Anyway books were my gateway drugs, total absorption when I get into one now. My younger years I preferred fiction (if one assumes that later, more "philosophical" books are actually true; which I don't believe as GOSPEL), and let my young mind make its own judgements on what is fair, what is "wrong", what is worthy of contemplation etc. Also I LOVE letting my mind's eye paint it's own picture, rather than being shown a picture and told what means what. I think that's why I love Stephen King so much, he allows your own visual interpretation in one moment and the next your deepest darkest fears are being artfully excised from your subconsciousness into full visual acuity just waiting for you to go to sleep and come face to face with said Daemon. I personally found that any fear I may have had (I'm not generally a fearful person) was made diluted and eventually obsolete.

Black Beauty when I was 7. The personality of animals and their inherent rights for a good life made clear and firm.

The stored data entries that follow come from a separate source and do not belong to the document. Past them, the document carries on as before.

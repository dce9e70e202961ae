//! Wall-clock source for reload timing

use std::time::{Duration, SystemTime, UNIX_EPOCH};

/// Source of the current time in milliseconds since the Unix epoch
pub trait Clock: Send + Sync {
    fn now_millis(&self) -> u64;
}

/// System wall clock
#[derive(Debug, Clone, Copy, Default)]
pub struct SystemClock;

impl Clock for SystemClock {
    fn now_millis(&self) -> u64 {
        SystemTime::now()
            .duration_since(UNIX_EPOCH)
            .map(duration_millis)
            .unwrap_or(0)
    }
}

/// Whole milliseconds in `duration`, saturating at `u64::MAX`
pub(crate) fn duration_millis(duration: Duration) -> u64 {
    u64::try_from(duration.as_millis()).unwrap_or(u64::MAX)
}
//! Table gate operator tool
//!
//! Loads the gate configuration and policy resource, then prints the policy
//! or evaluates a single decision the way the host would.

use anyhow::{Context, bail};
use clap::{Parser, Subcommand};
use std::process::ExitCode;
use std::sync::Arc;
use table_gate::{
    AccessGate, GateConfig, Identity, PolicyStore, RequestContext,
    config::{LogFormat, load_config},
    gate::{TableDescriptor, TableOperation},
};
use tracing::{error, info};
use tracing_subscriber::{EnvFilter, fmt, prelude::*};

/// Table gate - admin-only table management policy tool
#[derive(Parser, Debug)]
#[command(name = "table-gate")]
#[command(version, about, long_about = None)]
struct Args {
    /// Path to configuration file
    #[arg(short, long, env = "TABLE_GATE_CONFIG")]
    config: Option<String>,

    /// Log level (trace, debug, info, warn, error)
    #[arg(long, env = "TABLE_GATE_LOG_LEVEL")]
    log_level: Option<String>,

    #[command(subcommand)]
    command: Command,
}

#[derive(Subcommand, Debug)]
enum Command {
    /// Print the loaded policy as JSON
    Show,

    /// Evaluate one operation and exit non-zero when it is denied
    Check {
        /// Operation (create, delete, modify)
        #[arg(value_parser = parse_operation)]
        operation: TableOperation,

        /// Table name
        table: String,

        /// Acting principal (defaults to the process user)
        #[arg(long = "as")]
        identity: Option<String>,
    },
}

fn parse_operation(s: &str) -> Result<TableOperation, String> {
    TableOperation::try_parse(s)
        .ok_or_else(|| format!("unknown operation '{}', expected create, delete or modify", s))
}

fn init_logging(config: &GateConfig, level_override: Option<&str>) {
    let level = level_override.unwrap_or(&config.logging.level);
    let filter = EnvFilter::try_from_default_env().unwrap_or_else(|_| EnvFilter::new(level));

    let registry = tracing_subscriber::registry().with(filter);
    match config.logging.format {
        LogFormat::Pretty => registry
            .with(fmt::layer().with_writer(std::io::stderr))
            .init(),
        LogFormat::Json => registry
            .with(fmt::layer().json().with_writer(std::io::stderr))
            .init(),
    }
}

fn load_store(config: &GateConfig) -> anyhow::Result<Arc<PolicyStore>> {
    let store = PolicyStore::from_config(config).context("Invalid policy location")?;
    // Operators want the file as it is now, not after the quiescence window
    if !store.force_reload().context("Failed to load policy resource")? {
        bail!("No policy resource loaded");
    }
    Ok(Arc::new(store))
}

fn run(args: Args, config: GateConfig) -> anyhow::Result<ExitCode> {
    let store = load_store(&config)?;

    match args.command {
        Command::Show => {
            let snapshot = store.snapshot();
            println!("{}", serde_json::to_string_pretty(snapshot.as_ref())?);
            Ok(ExitCode::SUCCESS)
        }
        Command::Check {
            operation,
            table,
            identity,
        } => {
            let gate = AccessGate::from_config(&config, store);
            let desc = TableDescriptor::new(table.as_bytes());
            let decide = || match operation {
                TableOperation::Create => gate.check_create(&desc, &[]),
                TableOperation::Delete => gate.check_delete(table.as_bytes()),
                TableOperation::Modify => gate.check_modify(table.as_bytes(), &desc),
            };

            let result = match identity {
                Some(principal) => RequestContext::scope(Identity::new(principal), decide),
                None => decide(),
            };

            match result {
                Ok(()) => {
                    println!("ALLOWED: {} {}", operation, table);
                    Ok(ExitCode::SUCCESS)
                }
                Err(e) => {
                    println!("DENIED: {}", e);
                    Ok(ExitCode::from(1))
                }
            }
        }
    }
}

fn main() -> anyhow::Result<ExitCode> {
    let args = Args::parse();

    let config = load_config(args.config.as_deref())?;
    init_logging(&config, args.log_level.as_deref());

    info!(version = env!("CARGO_PKG_VERSION"), "Starting table gate");

    run(args, config).inspect_err(|e| error!(error = %e, "table-gate failed"))
}
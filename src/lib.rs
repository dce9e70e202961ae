//! Table admin gate
//!
//! An authorization gate for table-lifecycle operations (create, delete,
//! modify) on a shared table-storage cluster. The host control plane calls
//! the gate before each operation; the gate allows it or returns a
//! descriptive denial.
//!
//! ## Features
//!
//! - **Admin-only table management** driven by an external policy file
//! - **Protected tables** that can never be deleted, with `prefix*` patterns
//! - **Sandbox prefixes** (`temp_`, `test_`) anyone may manage
//! - **Hot reload** of the policy, debounced against half-written files
//!
//! ## Example Policy
//!
//! ```toml
//! [admin]
//! users = ["alice", "bob"]
//!
//! [admin.white]
//! tables = ["archive_*", "finance"]   # never deletable
//! ```
//!
//! ## Example Usage
//!
//! ```no_run
//! use std::sync::Arc;
//! use table_gate::{AccessGate, PolicyStore, load_config};
//!
//! let config = load_config(None)?;
//! let store = Arc::new(PolicyStore::from_config(&config)?);
//! let gate = AccessGate::from_config(&config, store);
//!
//! gate.check_delete(b"temp_scratch")?;
//! # Ok::<(), Box<dyn std::error::Error>>(())
//! ```

pub mod config;
pub mod error;
pub mod gate;
pub mod identity;
pub mod policy;

// Re-export main types
pub use config::{GateConfig, load_config};
pub use error::{GateError, GateResult};
pub use gate::{AccessGate, TableAccessObserver};
pub use identity::{Identity, IdentityProvider, RequestContext};
pub use policy::{PolicySnapshot, PolicyStore};
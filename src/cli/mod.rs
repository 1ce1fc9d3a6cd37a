//! Thin CLI over the same `services`/`search` entry points the MCP tool
//! surface uses. Each read-oriented subcommand opens the
//! SQLite store read-only; there is exactly one implementation of every
//! operation, shared with `mcp`.

pub mod args;
pub mod commands;

pub use args::{Cli, Commands};
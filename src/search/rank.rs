//! Deterministic ranking. Weights are fixed here and documented in
//! DESIGN.md rather than tuned per-query: the total ordering must be
//! identical given the same database snapshot and query.

const BASENAME_EXACT_MATCH: f64 = 50.0;
const PATH_SUBSTRING_MATCH: f64 = 10.0;
const SYMBOL_DEFINITION_BOOST: f64 = 30.0;
const REPO_PRIORITY_WEIGHT: f64 = 2.0;
const RECENCY_HALF_LIFE_DAYS: f64 = 30.0;
const RECENCY_MAX_BOOST: f64 = 15.0;

const PENALIZED_COMPONENTS: &[&str] = &["test", "mock", "node_modules", ".git", "build", "dist"];
const PENALTY_FACTOR: f64 = 0.5;

#[derive(Debug, Clone, Default)]
pub struct RankInputs {
    pub basename_exact: bool,
    pub path_substring: bool,
    pub is_symbol_definition: bool,
    pub age_days: f64,
    pub repo_priority: i64,
    pub path: String,
}

/// Additive score from the documented inputs, then directory penalties
/// applied multiplicatively.
pub fn score(inputs: &RankInputs) -> f64 {
    let mut score = 1.0;
    if inputs.basename_exact {
        score += BASENAME_EXACT_MATCH;
    }
    if inputs.path_substring {
        score += PATH_SUBSTRING_MATCH;
    }
    if inputs.is_symbol_definition {
        score += SYMBOL_DEFINITION_BOOST;
    }
    score += recency_boost(inputs.age_days);
    score += (inputs.repo_priority as f64) * REPO_PRIORITY_WEIGHT;

    for component in inputs.path.split('/') {
        if PENALIZED_COMPONENTS.contains(&component) {
            score *= PENALTY_FACTOR;
        }
    }

    score
}

fn recency_boost(age_days: f64) -> f64 {
    if age_days <= 0.0 {
        return RECENCY_MAX_BOOST;
    }
    RECENCY_MAX_BOOST / (1.0 + (age_days / RECENCY_HALF_LIFE_DAYS).ln_1p())
}

/// Stable tie-break: `(-score, -mtime, path)`.
pub fn cmp_hits(a_score: f64, a_mtime: i64, a_path: &str, b_score: f64, b_mtime: i64, b_path: &str) -> std::cmp::Ordering {
    b_score
        .partial_cmp(&a_score)
        .unwrap_or(std::cmp::Ordering::Equal)
        .then_with(|| b_mtime.cmp(&a_mtime))
        .then_with(|| a_path.cmp(b_path))
}

#[cfg(test)]
mod tests {
    use super::*;

    #[test]
    fn symbol_definition_outranks_plain_reference() {
        let definition = RankInputs {
            is_symbol_definition: true,
            path: "models.py".into(),
            ..Default::default()
        };
        let reference = RankInputs {
            path: "main.py".into(),
            ..Default::default()
        };
        assert!(score(&definition) > score(&reference));
    }

    #[test]
    fn test_directory_is_penalized() {
        let normal = RankInputs { path: "src/lib.rs".into(), ..Default::default() };
        let in_test_dir = RankInputs { path: "test/lib.rs".into(), ..Default::default() };
        assert!(score(&in_test_dir) < score(&normal));
    }

    #[test]
    fn tie_break_prefers_newer_then_lexical_path() {
        use std::cmp::Ordering;
        assert_eq!(cmp_hits(1.0, 100, "b.py", 1.0, 50, "a.py"), Ordering::Less);
        assert_eq!(cmp_hits(1.0, 100, "b.py", 1.0, 100, "a.py"), Ordering::Greater);
    }
}
/// Symbol-name search (exact or substring), capped at 50.
pub fn search_symbols(
    conn: &Connection,
    name_query: &str,
    limit: usize,
    offset: usize,
) -> CoreResult<Vec<(String, String, u32)>> {
    let cap = limit.min(SYMBOL_SEARCH_CAP).max(1);
    let pattern = query::like_pattern(&name_query.to_lowercase());
    let mut stmt = conn.prepare(
        "SELECT name, path, line FROM symbols WHERE symbol_name_lc LIKE ?1 ESCAPE '^' \
         ORDER BY name, path, line LIMIT ?2 OFFSET ?3",
    )?;
    let mut rows = stmt.query(rusqlite::params![pattern, cap as i64, offset as i64])?;
    let mut out = Vec::new();
    while let Some(row) = rows.next()? {
        out.push((row.get(0)?, row.get(1)?, row.get::<_, i64>(2)? as u32));
    }
    Ok(out)
}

Watership Down when 9. Community, politics, intuition, survivalism, the term "deus ex machina" et al through the voices of a breakaway colony of wild rabbits. Dad wanted me to read it and I still have the original copy we bought together in a second hand book stall.

Early Stephen King books, particular It which I read when 11. Way too many themes to go through... though the ritual of Chud sending the consciousness of the kids through time/space on the back of the Turtle of Time still sends shivers down my spine.

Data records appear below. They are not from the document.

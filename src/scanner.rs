//! Filesystem Scanner: an `ignore::WalkBuilder` wrapper that yields
//! `(path, stat, excluded)` triples rather than dropping excluded
//! entries, so downstream can tell "deliberately skipped" from "not
//! found", with an explicit byte cap and symlink cycle guard.

use ignore::{WalkBuilder, WalkState};
use std::collections::HashSet;
use std::fs::Metadata;
use std::path::{Path, PathBuf};
use std::sync::mpsc;
use std::sync::{Arc, Mutex};

use crate::config::ScannerConfig;

#[derive(Debug, Clone)]
pub struct ScanEntry {
    pub path: PathBuf,
    pub mtime: i64,
    pub size: u64,
    /// True when the entry was deliberately skipped (filters, byte cap) so
    /// callers can distinguish "skipped" from "not found".
    pub excluded: bool,
    /// True when the exclusion is the byte cap alone; such files still get
    /// an index row carrying the skip reason, just no content.
    pub oversized: bool,
}

/// Lazily streams `(path, stat, excluded)` triples for one root
///. Traversal is delegated to `ignore::WalkBuilder` running
/// on a background thread pool; results stream back through a channel so
/// callers never block on the whole tree completing.
pub struct FilesystemScanner {
    config: ScannerConfig,
    max_depth: usize,
}

impl FilesystemScanner {
    pub fn new(config: ScannerConfig) -> Self {
        Self::with_max_depth(config, 30)
    }

    pub fn with_max_depth(config: ScannerConfig, max_depth: usize) -> Self {
        Self { config, max_depth }
    }

    pub fn scan(&self, root: &Path) -> mpsc::Receiver<ScanEntry> {
        let (tx, rx) = mpsc::channel();
        let config = self.config.clone();
        let max_depth = self.max_depth;
        let root = root.to_path_buf();

        std::thread::spawn(move || {
            let visited_real_paths: Arc<Mutex<HashSet<PathBuf>>> =
                Arc::new(Mutex::new(HashSet::new()));

            let mut builder = WalkBuilder::new(&root);
            builder
                .hidden(false)
                .git_ignore(config.use_gitignore)
                .git_global(config.use_gitignore)
                .git_exclude(config.use_gitignore)
                .follow_links(false)
                .max_depth(Some(max_depth))
                .require_git(false);

            let mut overrides = ignore::overrides::OverrideBuilder::new(&root);
            for dir in &config.exclude_dirs {
                let _ = overrides.add(&format!("!**/{dir}/**"));
                let _ = overrides.add(&format!("!**/{dir}"));
            }
            for glob in &config.exclude_globs {
                let _ = overrides.add(&format!("!{glob}"));
            }
            if let Ok(built) = overrides.build() {
                builder.overrides(built);
            }

            let include_extensions: HashSet<String> = config
                .include_extensions
                .iter()
                .map(|e| e.to_lowercase())
                .collect();
            let include_globs: Vec<glob::Pattern> = config
                .include_globs
                .iter()
                .filter_map(|g| glob::Pattern::new(g).ok())
                .collect();
            let max_bytes = config.max_file_bytes;

            builder.build_parallel().run(|| {
                let tx = tx.clone();
                let include_extensions = include_extensions.clone();
                let include_globs = include_globs.clone();
                let visited = Arc::clone(&visited_real_paths);
                Box::new(move |entry| {
                    let Ok(entry) = entry else {
                        return WalkState::Continue;
                    };
                    let Some(file_type) = entry.file_type() else {
                        return WalkState::Continue;
                    };
                    if !file_type.is_file() {
                        if file_type.is_symlink() {
                            if let Ok(real) = std::fs::canonicalize(entry.path()) {
                                let mut guard = visited.lock().unwrap();
                                if !guard.insert(real) {
                                    return WalkState::Skip;
                                }
                            }
                        }
                        return WalkState::Continue;
                    }

                    let path = entry.path().to_path_buf();
                    let metadata = match entry.metadata() {
                        Ok(m) => m,
                        Err(_) => return WalkState::Continue,
                    };

                    let included = is_included(&path, &include_extensions, &include_globs);
                    let oversized = metadata.len() > max_bytes;

                    let scan_entry = ScanEntry {
                        path: path.clone(),
                        mtime: mtime_secs(&metadata),
                        size: metadata.len(),
                        excluded: !included || oversized,
                        oversized: included && oversized,
                    };
                    let _ = tx.send(scan_entry);
                    WalkState::Continue
                })
            });
        });

        rx
    }
}

fn is_included(path: &Path, extensions: &HashSet<String>, globs: &[glob::Pattern]) -> bool {
    let ext_ok = path
        .extension()
        .and_then(|e| e.to_str())
        .map(|e| extensions.contains(&e.to_lowercase()))
        .unwrap_or(false);
    if ext_ok {
        return true;
    }
    globs.iter().any(|g| g.matches_path(path))
}

fn mtime_secs(metadata: &Metadata) -> i64 {
    metadata
        .modified()
        .ok()
        .and_then(|t| t.duration_since(std::time::UNIX_EPOCH).ok())
        .map(|d| d.as_secs() as i64)
        .unwrap_or(0)
}

#[cfg(test)]
mod tests {
    use super::*;
    use std::fs;
    use tempfile::TempDir;

    #[test]
    fn scan_yields_included_and_excluded_entries() {
        let dir = TempDir::new().unwrap();
        fs::write(dir.path().join("a.py"), "x = 1").unwrap();
        fs::write(dir.path().join("notes.txt"), "not code").unwrap();
        fs::create_dir_all(dir.path().join("node_modules")).unwrap();
        fs::write(dir.path().join("node_modules/lib.py"), "x = 1").unwrap();

        let scanner = FilesystemScanner::new(ScannerConfig::default());
        let rx = scanner.scan(dir.path());
        let entries: Vec<_> = rx.iter().collect();

        let a_py = entries.iter().find(|e| e.path.ends_with("a.py")).unwrap();
        assert!(!a_py.excluded);

        let notes = entries.iter().find(|e| e.path.ends_with("notes.txt"));
        if let Some(notes) = notes {
            assert!(notes.excluded);
        }

        assert!(!entries.iter().any(|e| e.path.to_string_lossy().contains("node_modules")));
    }

    #[test]
    fn oversized_file_is_marked_excluded() {
        let dir = TempDir::new().unwrap();
        fs::write(dir.path().join("big.py"), "x".repeat(100)).unwrap();

        let mut config = ScannerConfig::default();
        config.max_file_bytes = 10;
        let scanner = FilesystemScanner::new(config);
        let entries: Vec<_> = scanner.scan(dir.path()).iter().collect();

        let big = entries.iter().find(|e| e.path.ends_with("big.py")).unwrap();
        assert!(big.excluded);
    }
}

Also The Dark Tower by SK... again way too many themes to type up. Many many more SK earlier stuff...

The Power Of One and Tandia by Bryce Courtenay.

Wilbur Smith books regarding the history of southern Africa via the fictional Courtenay bloodline (not related to Bryce...) fascinated my young self to no end. Also his ancient Egyptian books River God etc... Masterpiece!

The Dice Man, read when 16... also couldn't quite tell if it was a true story and also momentarily contemplated the Dice Life! lol.

The vampire chronicles by Anne Rice; meant a lot more to me when I was a teen, and re-read them recently to find some interesting themes but they're just not as well-written as I remembered.

I'm going to leave this post at my younger readings because there's too many more to remember right now...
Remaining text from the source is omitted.